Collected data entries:
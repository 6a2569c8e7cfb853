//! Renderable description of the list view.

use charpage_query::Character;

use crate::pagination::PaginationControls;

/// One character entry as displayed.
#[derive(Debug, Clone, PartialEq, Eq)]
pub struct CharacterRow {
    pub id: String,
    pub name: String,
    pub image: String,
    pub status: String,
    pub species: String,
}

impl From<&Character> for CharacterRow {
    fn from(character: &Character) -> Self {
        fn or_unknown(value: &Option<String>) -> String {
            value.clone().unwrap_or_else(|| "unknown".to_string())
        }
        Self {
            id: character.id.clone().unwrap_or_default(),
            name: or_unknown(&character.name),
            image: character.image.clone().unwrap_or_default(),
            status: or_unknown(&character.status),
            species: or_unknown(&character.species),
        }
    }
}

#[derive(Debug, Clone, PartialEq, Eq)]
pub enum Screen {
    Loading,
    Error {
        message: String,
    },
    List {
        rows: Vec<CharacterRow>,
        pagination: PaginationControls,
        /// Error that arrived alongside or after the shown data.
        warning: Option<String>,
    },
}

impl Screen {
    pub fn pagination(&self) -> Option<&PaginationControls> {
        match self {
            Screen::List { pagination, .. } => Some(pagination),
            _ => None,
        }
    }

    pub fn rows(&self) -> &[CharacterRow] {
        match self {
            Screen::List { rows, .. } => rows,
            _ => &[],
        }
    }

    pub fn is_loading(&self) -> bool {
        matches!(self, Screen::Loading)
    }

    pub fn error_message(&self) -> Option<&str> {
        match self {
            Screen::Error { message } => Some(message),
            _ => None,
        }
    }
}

What you need to do: Show every line in the records above that contains the word "status".

Worked solution:
    pub status: String,
            status: or_unknown(&character.status),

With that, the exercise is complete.